As my family grieved, these summer gatherings seemed trivial and reckless compared to the realities of this moment in history. Watching friends have “the best summer ever!” or “an extended spring break!” felt like salt being rubbed into an open wound that I was struggling to heal. The same friends who offered me their deepest condolences in April were partying by a pool in May.

At first, I couldn’t wrap my head around why someone would want to blatantly disrespect the nurses, essential workers and teachers who they were performatively advocating for on Instagram. Over time, I have realized something.

Empathy is not innate.

Growing up in a family of healthcare professionals, teachers and activists, I’ve always understood the value of empathy. So much so that I might have thought of being empathetic as a genetic character trait.

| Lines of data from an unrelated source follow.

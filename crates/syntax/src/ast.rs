//! Typed wrappers over parse tree nodes.
//!
//! Each struct wraps a `SyntaxNode` and provides typed accessors. Wrappers are
//! views: two casts of the same position compare equal, but nothing here is a
//! stable identity across reparses.

use crate::kind::{SyntaxKind, SyntaxNode, SyntaxToken};

macro_rules! ast_node {
	($name:ident, $kind:ident) => {
		#[derive(Debug, Clone, PartialEq, Eq, Hash)]
		pub struct $name(SyntaxNode);

		impl $name {
			pub fn cast(node: SyntaxNode) -> Option<Self> {
				(node.kind() == SyntaxKind::$kind).then(|| Self(node))
			}

			pub fn syntax(&self) -> &SyntaxNode {
				&self.0
			}
		}
	};
}

ast_node!(Root, Document);
ast_node!(Element, Element);
ast_node!(Attribute, Attribute);

/// Which side of an element a tag sits on.
#[derive(Debug, Clone, Copy, PartialEq, Eq, Hash)]
pub enum TagKind {
	/// `<name ...>`
	Start,
	/// `</name>`
	End,
	/// `<name .../>`
	Empty,
}

impl TagKind {
	/// The tag kind that pairs with this one inside the same element.
	pub fn counterpart(self) -> Option<TagKind> {
		match self {
			TagKind::Start => Some(TagKind::End),
			TagKind::End => Some(TagKind::Start),
			TagKind::Empty => None,
		}
	}
}

/// A start, end or empty tag.
#[derive(Debug, Clone, PartialEq, Eq, Hash)]
pub struct Tag(SyntaxNode);

impl Tag {
	pub fn cast(node: SyntaxNode) -> Option<Self> {
		node.kind().is_tag().then(|| Self(node))
	}

	pub fn syntax(&self) -> &SyntaxNode {
		&self.0
	}

	pub fn kind(&self) -> TagKind {
		match self.0.kind() {
			SyntaxKind::EndTag => TagKind::End,
			SyntaxKind::EmptyTag => TagKind::Empty,
			_ => TagKind::Start,
		}
	}

	/// The `Name` token directly after the opening delimiter.
	pub fn name_token(&self) -> Option<SyntaxToken> {
		self.0
			.children_with_tokens()
			.nth(1)
			.and_then(|el| el.into_token())
			.filter(|token| token.kind() == SyntaxKind::Name)
	}

	pub fn name(&self) -> Option<String> {
		self.name_token().map(|token| token.text().to_owned())
	}

	/// Returns true when the tag ends with `>` or `/>`.
	pub fn is_terminated(&self) -> bool {
		self.0
			.last_token()
			.is_some_and(|token| matches!(token.kind(), SyntaxKind::RAngle | SyntaxKind::SlashRAngle))
	}

	pub fn attributes(&self) -> impl Iterator<Item = Attribute> + use<> {
		self.0.children().filter_map(Attribute::cast)
	}

	/// The element this tag opens or closes.
	pub fn element(&self) -> Option<Element> {
		self.0.parent().and_then(Element::cast)
	}
}

impl Root {
	/// Top-level elements in document order. Well-formed documents have one.
	pub fn elements(&self) -> impl Iterator<Item = Element> + use<> {
		self.0.children().filter_map(Element::cast)
	}

	/// The first element, skipping prolog constructs.
	pub fn first_element(&self) -> Option<Element> {
		self.elements().next()
	}
}

impl Element {
	/// The start or empty tag.
	pub fn open_tag(&self) -> Option<Tag> {
		self.0.first_child().and_then(Tag::cast).filter(|tag| tag.kind() != TagKind::End)
	}

	/// The end tag, absent for empty elements and unclosed ones.
	pub fn end_tag(&self) -> Option<Tag> {
		self.0.last_child().and_then(Tag::cast).filter(|tag| tag.kind() == TagKind::End)
	}

	/// The tag of the given kind among this element's direct children.
	pub fn tag(&self, kind: TagKind) -> Option<Tag> {
		match kind {
			TagKind::End => self.end_tag(),
			TagKind::Start | TagKind::Empty => self.open_tag().filter(|tag| tag.kind() == kind),
		}
	}

	pub fn is_empty(&self) -> bool {
		self.open_tag().is_some_and(|tag| tag.kind() == TagKind::Empty)
	}

	/// False for an element the parser closed on behalf of an ancestor's end
	/// tag or the end of input.
	pub fn is_closed(&self) -> bool {
		self.is_empty() || self.end_tag().is_some()
	}

	pub fn name(&self) -> Option<String> {
		self.open_tag().and_then(|tag| tag.name())
	}

	/// Direct child elements in document order, skipping text, comments,
	/// processing instructions, CDATA and error nodes.
	pub fn child_elements(&self) -> impl Iterator<Item = Element> + use<> {
		self.0.children().filter_map(Element::cast)
	}
}

impl Attribute {
	pub fn name(&self) -> Option<String> {
		self.0
			.first_token()
			.filter(|token| token.kind() == SyntaxKind::Name)
			.map(|token| token.text().to_owned())
	}

	/// The attribute value without its quotes.
	pub fn value(&self) -> Option<String> {
		let token = self
			.0
			.children_with_tokens()
			.filter_map(|el| el.into_token())
			.find(|token| token.kind() == SyntaxKind::AttrValue)?;
		let text = token.text();
		Some(text.get(1..text.len().saturating_sub(1)).unwrap_or_default().to_owned())
	}
}

/// Returns true when `token` names the tag it sits in.
pub fn is_tag_name(token: &SyntaxToken) -> bool {
	token.kind() == SyntaxKind::Name
		&& token
			.parent()
			.and_then(Tag::cast)
			.and_then(|tag| tag.name_token())
			.is_some_and(|name| name == *token)
}

/// The tag enclosing a tag-name token.
pub fn enclosing_tag(token: &SyntaxToken) -> Option<Tag> {
	token.parent().and_then(Tag::cast)
}
//! Structured diagnostics from raw strict-parser failures.
//!
//! Parsers disagree on how they report locations. [`normalize`] tries the
//! known shapes in order and falls back to a diagnostic at document start.

use std::fmt;
use std::sync::LazyLock;

use quire_dom::RawParseError;
use quire_primitives::{CharIdx, LineIndex};
use regex::Regex;

#[derive(Debug, Clone, Copy, PartialEq, Eq, PartialOrd, Ord, Hash)]
pub enum Severity {
	Error,
}

impl fmt::Display for Severity {
	fn fmt(&self, f: &mut fmt::Formatter<'_>) -> fmt::Result {
		f.write_str(match self {
			Severity::Error => "error",
		})
	}
}

/// A located problem. `line` and `column` are 1-based; `from`/`to` are
/// character offsets.
#[derive(Debug, Clone, PartialEq, Eq)]
pub struct Diagnostic {
	pub message: String,
	pub severity: Severity,
	pub line: usize,
	pub column: usize,
	pub from: CharIdx,
	pub to: CharIdx,
}

/// `message ... line N ... column N`
static MESSAGE_LINE_COLUMN: LazyLock<Regex> = LazyLock::new(|| {
	Regex::new(r"(?is)^(?P<message>.*?)[\s(,:;]*\bline\s+(?P<line>\d+)\b.*?\bcolumn\s+(?P<column>\d+)")
		.expect("static regex")
});

/// `Line Number N, Column N:` in a separate detail node.
static DETAIL_LINE_COLUMN: LazyLock<Regex> =
	LazyLock::new(|| Regex::new(r"Line Number (?P<line>\d+), Column (?P<column>\d+):").expect("static regex"));

static INTEGER: LazyLock<Regex> = LazyLock::new(|| Regex::new(r"\d+").expect("static regex"));

/// Converts a raw parse failure into located diagnostics.
///
/// Always returns at least one diagnostic.
pub fn normalize(raw: &RawParseError, index: &LineIndex) -> Vec<Diagnostic> {
	let message = raw.message.trim();

	if let Some(caps) = MESSAGE_LINE_COLUMN.captures(message) {
		let text = caps.name("message").map_or("", |m| m.as_str()).trim();
		let text = if text.is_empty() { message } else { text };
		if let Some(diagnostic) = located(text, &caps["line"], &caps["column"], index) {
			return vec![diagnostic];
		}
	}

	if let Some(detail) = raw.detail.as_deref()
		&& let Some(caps) = DETAIL_LINE_COLUMN.captures(detail)
	{
		let rest = detail[caps.get(0).map_or(0, |m| m.end())..].trim();
		let text = match (message.is_empty(), rest.is_empty()) {
			(false, _) => message,
			(true, false) => rest,
			(true, true) => detail.trim(),
		};
		if let Some(diagnostic) = located(text, &caps["line"], &caps["column"], index) {
			return vec![diagnostic];
		}
	}

	let haystack = match raw.detail.as_deref() {
		Some(detail) => format!("{message}\n{detail}"),
		None => message.to_owned(),
	};
	let mut numbers = INTEGER.find_iter(&haystack).map(|m| m.as_str());
	if let (Some(line), Some(column)) = (numbers.next(), numbers.next())
		&& let Some(diagnostic) = located(message, line, column, index)
	{
		return vec![diagnostic];
	}

	vec![Diagnostic {
		message: message.to_owned(),
		severity: Severity::Error,
		line: 1,
		column: 1,
		from: 0,
		to: 0,
	}]
}

/// Builds a diagnostic spanning from the column to the end of its line.
fn located(message: &str, line: &str, column: &str, index: &LineIndex) -> Option<Diagnostic> {
	let line: usize = line.parse().ok()?;
	let column: usize = column.parse().ok()?;
	let from = index.offset(line, column);
	let to = index.line_end(from).max(from);
	let (line, column) = index.position(from);
	Some(Diagnostic {
		message: message.to_owned(),
		severity: Severity::Error,
		line,
		column,
		from,
		to,
	})
}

It takes an immense amount of willpower to say no to a friend’s invitation to have a sleepover or go on vacation together. And it takes an even greater amount of respect for others to stay inside for an entire year, barely interacting with anyone besides your immediate family and not hugging anyone besides your parents and siblings. Unless you have some relevant experience as the source of your empathy — and you are willing to hold the often uncomfortable feelings that accompany it — you will be sympathetic at best. And sympathy isn’t good for much more than a greeting card.

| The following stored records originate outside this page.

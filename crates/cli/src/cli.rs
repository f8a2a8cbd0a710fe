use std::path::PathBuf;

use clap::{ArgAction, Parser, Subcommand};

#[derive(Parser, Debug)]
#[command(name = "quire")]
#[command(about = "Well-formedness checks and parse/object tree links for XML files")]
#[command(version)]
/// Command-line arguments.
pub struct Cli {
	/// TOML file with a `[sync]` table
	#[arg(long, short = 'c', global = true, value_name = "PATH")]
	pub config: Option<PathBuf>,

	/// Log more (repeat for trace output)
	#[arg(long, short = 'v', global = true, action = ArgAction::Count)]
	pub verbose: u8,

	#[command(subcommand)]
	pub command: Command,
}

/// Available subcommands.
#[derive(Subcommand, Debug)]
pub enum Command {
	/// Report diagnostics for malformed files
	Check {
		#[arg(required = true, value_name = "FILE")]
		files: Vec<PathBuf>,
	},
	/// Print element links and processing instructions
	Links {
		#[arg(value_name = "FILE")]
		file: PathBuf,
	},
}

impl Cli {
	/// Default log filter for the given verbosity, used when `RUST_LOG` is unset.
	pub fn log_filter(&self) -> &'static str {
		match self.verbose {
			0 => "warn",
			1 => "info",
			2 => "debug",
			_ => "trace",
		}
	}
}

Brushing this pandemic off as if it never even happened is not only inconsiderate, but it also actively hurts other people and communities. Unfortunately, the American ideology of individualism — that we cannot let Covid “control our lives” — is killing us. And until we as a community can come together and realize that not a single one of us is truly safe from this deadly virus, it will continue to consume our lives, whether we like it or not.

So as states lift restrictions and push for a  return to “normal,” consider the millions of essential workers who are putting their lives on the line every day in order to protect yours. Remember the 550,000+ individuals — Grandma Betty and people who had decades of life ahead of them — who have passed away without their families by their sides.

Think of the thousands of families who have not even been able to have a funeral for their loved ones, as you continue to navigate your way through a pandemic.

May empathy be your compass.

Lenna Peterson is a junior at Bloomfield Hills High School, where she is an IB Diploma Program student, Editor-In-Chief for the Hawkeye, Assistant Stage Manager for the Broken Leg Theatre Company, Broadcasting Captain of the forensics team and Co-President of Because We Care Club. She serves as Communications Vice President for NFTY Michigan.